**What you have to do:** Every line in the entries where "match" is found should be copied.

**Given information:**
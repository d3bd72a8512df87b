//! Change summaries for audit entries

use serde_json::Value;

/// Summarize what changed between two serialized values
///
/// Objects are compared field by field at the top level; anything else is
/// shown as a single `before -> after`. Returns `None` when nothing changed.
pub fn generate_diff(before: &Value, after: &Value) -> Option<String> {
    match (before, after) {
        (Value::Object(before_obj), Value::Object(after_obj)) => {
            let mut changes = Vec::new();

            for (key, before_val) in before_obj {
                match after_obj.get(key) {
                    Some(after_val) if after_val != before_val => changes.push(format!(
                        "{}: {} -> {}",
                        key,
                        format_value(before_val),
                        format_value(after_val)
                    )),
                    Some(_) => {}
                    None => changes.push(format!(
                        "{}: {} -> (removed)",
                        key,
                        format_value(before_val)
                    )),
                }
            }

            for (key, after_val) in after_obj {
                if !before_obj.contains_key(key) {
                    changes.push(format!("{}: (added) -> {}", key, format_value(after_val)));
                }
            }

            if changes.is_empty() {
                None
            } else {
                Some(changes.join(", "))
            }
        }
        _ if before != after => Some(format!(
            "{} -> {}",
            format_value(before),
            format_value(after)
        )),
        _ => None,
    }
}

fn format_value(value: &Value) -> String {
    match value {
        Value::Null => "null".to_string(),
        Value::Bool(b) => b.to_string(),
        Value::Number(n) => n.to_string(),
        Value::String(s) if s.chars().count() > 40 => {
            let head: String = s.chars().take(37).collect();
            format!("\"{}...\"", head)
        }
        Value::String(s) => format!("\"{}\"", s),
        Value::Array(arr) => format!("[{} items]", arr.len()),
        Value::Object(obj) => format!("{{{} fields}}", obj.len()),
    }
}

**Written answer:**
    match (before, after) {
                match after_obj.get(key) {
    match value {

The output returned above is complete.